Lately I have been reading quite a few articles somehow related to happiness. The subject never goes out of fashion, it’s something everyone pursues, right? Behold, a long mind-vomit follows.
Happiness consists of many abstract things entwined together. If you are constantly looking for happiness, what, how and where are you expecting to find it? Will a new pair of shoes make you happy? Making others happy? Donating money? For how long does this feeling of happiness (or more likely satisfaction) last?
Do whatever makes you happy. Okay, well, if I don’t quite know what makes me happy, I’ll just do a bunch of stuff and see what works for me. Now for me ‘happy’ seems to mean sweaty high intensity interval training, hanging out with friends, baking and taking pictures of food on Instagram. Maybe in a half year I’ll be doing tai chi, meditating in solitude and using the oldest Nokia mobile phone still available. Who knows? The only way to find out is to try things and see what floats your boat the best. But maybe there’s something better waiting around the corner – would it be possible to be even more happy, or are things good enough as they are? That’s one reason for my hunger for traveling: there’s always new ways of life and stories to discover in the pursuit of happiness.
Some say happiness comes from within.
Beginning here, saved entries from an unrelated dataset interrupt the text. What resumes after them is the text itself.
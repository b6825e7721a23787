use std::error::Error;
use std::path::{Path, PathBuf};
use std::process::ExitCode;

use clap::{Parser, Subcommand, ValueEnum, error::ErrorKind};

use bidsvars::constants::groups::TEMPLATES_GROUP;
use bidsvars::{
    ConfigModel, DirectoryIndex, FileTypeCatalog, KeyNames, LabelLevel, Scalar, SubjectResolver,
    Value, ValueKind, Wildcard, WildcardPolicy, WildcardVariant, standard_model,
};

#[derive(Debug, Clone, Copy, ValueEnum)]
enum VariantArg {
    Generic,
    Path,
    Template,
}

impl From<VariantArg> for WildcardVariant {
    fn from(value: VariantArg) -> Self {
        match value {
            VariantArg::Generic => WildcardVariant::Generic,
            VariantArg::Path => WildcardVariant::Path,
            VariantArg::Template => WildcardVariant::Template,
        }
    }
}

#[derive(Debug, Clone, Copy, ValueEnum)]
enum KindArg {
    Str,
    Int,
    Float,
    Bool,
}

impl From<KindArg> for ValueKind {
    fn from(value: KindArg) -> Self {
        match value {
            KindArg::Str => ValueKind::Str,
            KindArg::Int => ValueKind::Int,
            KindArg::Float => ValueKind::Float,
            KindArg::Bool => ValueKind::Bool,
        }
    }
}

#[derive(Debug, Parser)]
#[command(
    name = "bidsvars",
    disable_help_subcommand = true,
    about = "Manage typed wildcard configuration models",
    long_about = "Create, edit, and persist wildcard configuration models, derive filename \
                  templates from them, and resolve the subjects of a dataset tree that carry \
                  a complete set of expected files."
)]
struct Cli {
    #[arg(
        long,
        value_name = "FILE",
        default_value = "model.json",
        help = "Model file the command operates on"
    )]
    model: PathBuf,
    #[command(subcommand)]
    command: Command,
}

#[derive(Debug, Subcommand)]
enum Command {
    /// Write a fresh standard model
    Init {
        #[arg(value_name = "NAME", help = "Model name stored in the document header")]
        name: String,
        #[arg(
            long = "file-type",
            value_name = "TYPE",
            default_value = "func",
            help = "File type for the dataset group, repeat as needed"
        )]
        file_types: Vec<String>,
        #[arg(long, help = "Start from every catalog label instead of the minimal set")]
        all: bool,
    },
    /// Print the model document
    Show {
        #[arg(value_name = "GROUP", help = "Limit output to one group")]
        group: Option<String>,
        #[arg(long, help = "Include group and wildcard policies")]
        policies: bool,
    },
    /// Set a wildcard's value
    Set {
        #[arg(value_name = "GROUP")]
        group: String,
        #[arg(value_name = "LABEL")]
        label: String,
        #[arg(
            required = true,
            value_name = "VALUE",
            help = "Value element(s), parsed against the wildcard's declared kind"
        )]
        values: Vec<String>,
    },
    /// Add a wildcard to a group
    Add {
        #[arg(value_name = "GROUP")]
        group: String,
        #[arg(value_name = "LABEL")]
        label: String,
        #[arg(value_name = "VALUE", help = "Initial value element(s), if any")]
        values: Vec<String>,
        #[arg(long, value_enum, help = "Wildcard variant accepted by the group")]
        variant: Option<VariantArg>,
        #[arg(long, value_enum, help = "Element kind the wildcard accepts")]
        kind: Option<KindArg>,
        #[arg(long, help = "Protect the wildcard against removal")]
        required: bool,
        #[arg(long, help = "Hold a list of elements instead of a single one")]
        iterable: bool,
        #[arg(
            long = "help-text",
            value_name = "TEXT",
            help = "Help text stored in the wildcard policy"
        )]
        help_text: Option<String>,
    },
    /// Remove a wildcard from a group
    Remove {
        #[arg(value_name = "GROUP")]
        group: String,
        #[arg(value_name = "LABEL")]
        label: String,
    },
    /// Mark a wildcard as required
    Require {
        #[arg(value_name = "GROUP")]
        group: String,
        #[arg(value_name = "LABEL")]
        label: String,
    },
    /// Mark a wildcard as optional
    Optional {
        #[arg(value_name = "GROUP")]
        group: String,
        #[arg(value_name = "LABEL")]
        label: String,
    },
    /// Reset wildcard values to their declared defaults
    Reset {
        #[arg(value_name = "GROUP", help = "Group to reset; every group when omitted")]
        group: Option<String>,
    },
    /// Strip a group back to its required wildcards
    FactoryReset {
        #[arg(value_name = "GROUP")]
        group: String,
        #[arg(long, help = "Also drop required wildcards and the group policy")]
        force: bool,
    },
    /// Derive default filename templates from the dataset group
    MakeTemplates,
    /// Resolve the subjects of a dataset tree against the model
    Resolve {
        #[arg(value_name = "DATASET", help = "Root of the dataset tree to index")]
        dataset: PathBuf,
    },
}

fn main() -> ExitCode {
    match run(std::env::args()) {
        Ok(()) => ExitCode::SUCCESS,
        Err(err) => {
            eprintln!("error: {err}");
            ExitCode::FAILURE
        }
    }
}

fn run<I>(args: I) -> Result<(), Box<dyn Error>>
where
    I: IntoIterator,
    I::Item: Into<std::ffi::OsString> + Clone,
{
    let _ = tracing_subscriber::fmt()
        .with_env_filter(tracing_subscriber::EnvFilter::from_default_env())
        .try_init();

    let Some(cli) = parse_cli::<Cli, _>(args)? else {
        return Ok(());
    };
    let Cli { model: path, command } = cli;

    match command {
        Command::Init {
            name,
            file_types,
            all,
        } => run_init(&path, &name, &file_types, all),
        Command::Show { group, policies } => run_show(&path, group.as_deref(), policies),
        Command::Set {
            group,
            label,
            values,
        } => mutate(&path, |model| run_set(model, &group, &label, &values)),
        Command::Add {
            group,
            label,
            values,
            variant,
            kind,
            required,
            iterable,
            help_text,
        } => mutate(&path, |model| {
            let kind = kind.map(ValueKind::from);
            let value = if values.is_empty() {
                None
            } else {
                Some(parse_value(&values, kind)?)
            };
            let policy = WildcardPolicy {
                help: help_text,
                required,
                kind,
                iterable,
                ..WildcardPolicy::default()
            };
            let variant = variant.map(WildcardVariant::from).unwrap_or_default();
            model
                .group_mut(&group)?
                .add(Wildcard::with_variant(label.as_str(), value, variant, policy)?)?;
            println!("added {group}.{label}");
            Ok(())
        }),
        Command::Remove { group, label } => mutate(&path, |model| {
            model.group_mut(&group)?.remove(&label)?;
            println!("removed {group}.{label}");
            Ok(())
        }),
        Command::Require { group, label } => mutate(&path, |model| {
            model
                .group_mut(&group)?
                .get_mut(&label)?
                .update_policy(|policy| policy.required = true)?;
            println!("{group}.{label} is now required");
            Ok(())
        }),
        Command::Optional { group, label } => mutate(&path, |model| {
            model
                .group_mut(&group)?
                .get_mut(&label)?
                .update_policy(|policy| policy.required = false)?;
            println!("{group}.{label} is now optional");
            Ok(())
        }),
        Command::Reset { group } => mutate(&path, |model| run_reset(model, group.as_deref())),
        Command::FactoryReset { group, force } => mutate(&path, |model| {
            model.group_mut(&group)?.factory_reset(force)?;
            println!("factory reset {group}");
            Ok(())
        }),
        Command::MakeTemplates => mutate(&path, run_make_templates),
        Command::Resolve { dataset } => mutate(&path, |model| run_resolve(model, &dataset)),
    }
}

fn parse_cli<T, I>(args: I) -> Result<Option<T>, Box<dyn Error>>
where
    T: Parser,
    I: IntoIterator,
    I::Item: Into<std::ffi::OsString> + Clone,
{
    match T::try_parse_from(args) {
        Ok(cli) => Ok(Some(cli)),
        Err(err) => match err.kind() {
            ErrorKind::DisplayHelp | ErrorKind::DisplayVersion => {
                err.print()?;
                Ok(None)
            }
            _ => Err(err.into()),
        },
    }
}

/// Load the model, apply one mutation, and write it back.
fn mutate(
    path: &Path,
    op: impl FnOnce(&mut ConfigModel) -> Result<(), Box<dyn Error>>,
) -> Result<(), Box<dyn Error>> {
    let mut model = ConfigModel::load(path)?;
    op(&mut model)?;
    model.save()?;
    Ok(())
}

fn run_init(
    path: &Path,
    name: &str,
    file_types: &[String],
    all: bool,
) -> Result<(), Box<dyn Error>> {
    let level = if all {
        LabelLevel::All
    } else {
        LabelLevel::Minimal
    };
    let requested: Vec<&str> = file_types.iter().map(String::as_str).collect();
    let mut model = standard_model(name, &requested, level, FileTypeCatalog::builtin())?;
    model.set_source(path)?;
    model.save()?;
    println!("initialized model '{name}' at {}", path.display());
    Ok(())
}

fn run_show(path: &Path, group: Option<&str>, policies: bool) -> Result<(), Box<dyn Error>> {
    let model = ConfigModel::load(path)?;
    let document = match group {
        Some(name) => model.group(name)?.to_document(policies)?,
        None => model.to_document(policies, true)?,
    };
    println!("{}", serde_json::to_string_pretty(&document)?);
    Ok(())
}

fn run_set(
    model: &mut ConfigModel,
    group: &str,
    label: &str,
    values: &[String],
) -> Result<(), Box<dyn Error>> {
    let kind = model.group(group)?.get(label)?.policy().kind;
    let value = parse_value(values, kind)?;
    model.group_mut(group)?.get_mut(label)?.set_value(value)?;
    let rendered = model
        .group(group)?
        .get(label)?
        .value()
        .map(|value| value.render_all().join(", "))
        .unwrap_or_default();
    println!("{group}.{label} = [{rendered}]");
    Ok(())
}

fn run_reset(model: &mut ConfigModel, group: Option<&str>) -> Result<(), Box<dyn Error>> {
    match group {
        Some(name) => {
            model.group_mut(name)?.reset()?;
            println!("reset {name}");
        }
        None => {
            let names: Vec<String> = model
                .groups()
                .map(|group| group.name().to_string())
                .collect();
            for name in &names {
                model.group_mut(name)?.reset()?;
            }
            println!("reset {} group(s)", names.len());
        }
    }
    Ok(())
}

fn run_make_templates(model: &mut ConfigModel) -> Result<(), Box<dyn Error>> {
    let labels = model.make_default_templates(KeyNames::builtin(), FileTypeCatalog::builtin())?;
    println!("installed {} template(s):", labels.len());
    for label in &labels {
        let rendered = model
            .group(TEMPLATES_GROUP)?
            .get(label)?
            .value()
            .map(|value| value.render_all().join(", "))
            .unwrap_or_default();
        println!("  {label} = {rendered}");
    }
    Ok(())
}

fn run_resolve(model: &mut ConfigModel, dataset: &Path) -> Result<(), Box<dyn Error>> {
    let index = DirectoryIndex::open(dataset)?;
    let resolver = SubjectResolver::new(&index, KeyNames::builtin(), FileTypeCatalog::builtin());
    let report = resolver.resolve(model)?;
    for line in &report.log {
        println!("{line}");
    }
    println!(
        "retained {} of {} subject(s): [{}]",
        report.retained.len(),
        report.retained.len() + report.excluded.len(),
        report.retained.join(", ")
    );
    Ok(())
}

fn parse_value(values: &[String], kind: Option<ValueKind>) -> Result<Value, Box<dyn Error>> {
    let mut scalars = Vec::with_capacity(values.len());
    for raw in values {
        scalars.push(parse_scalar(raw, kind)?);
    }
    Ok(match scalars.len() {
        1 => Value::One(scalars.remove(0)),
        _ => Value::Many(scalars),
    })
}

fn parse_scalar(raw: &str, kind: Option<ValueKind>) -> Result<Scalar, Box<dyn Error>> {
    let trimmed = raw.trim();
    match kind {
        Some(ValueKind::Int) => Ok(Scalar::Int(trimmed.parse::<i64>().map_err(|_| {
            format!("invalid value '{raw}': must be an integer")
        })?)),
        Some(ValueKind::Float) => Ok(Scalar::Float(trimmed.parse::<f64>().map_err(|_| {
            format!("invalid value '{raw}': must be a float")
        })?)),
        Some(ValueKind::Bool) => match trimmed {
            "true" => Ok(Scalar::Bool(true)),
            "false" => Ok(Scalar::Bool(false)),
            _ => Err(format!("invalid value '{raw}': must be true or false").into()),
        },
        Some(ValueKind::Str) | None => Ok(Scalar::from(raw)),
    }
}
I agree: it is important to be in terms of yourself and comfortable where ever you are. One can be happy in the slums of Jakarta, or on the top of a skyscraper in Manhattan.
I also wonder if it is possible to be happy in complete solitude. Since it seems like my gratitude journal (yes, I write one) is filled with friends and other people, I need to try to find happiness from within (or something less spiritual but with the same point).
I have one educating trip ahead of me!
Is it wrong to be happy because of something that is waiting in the future?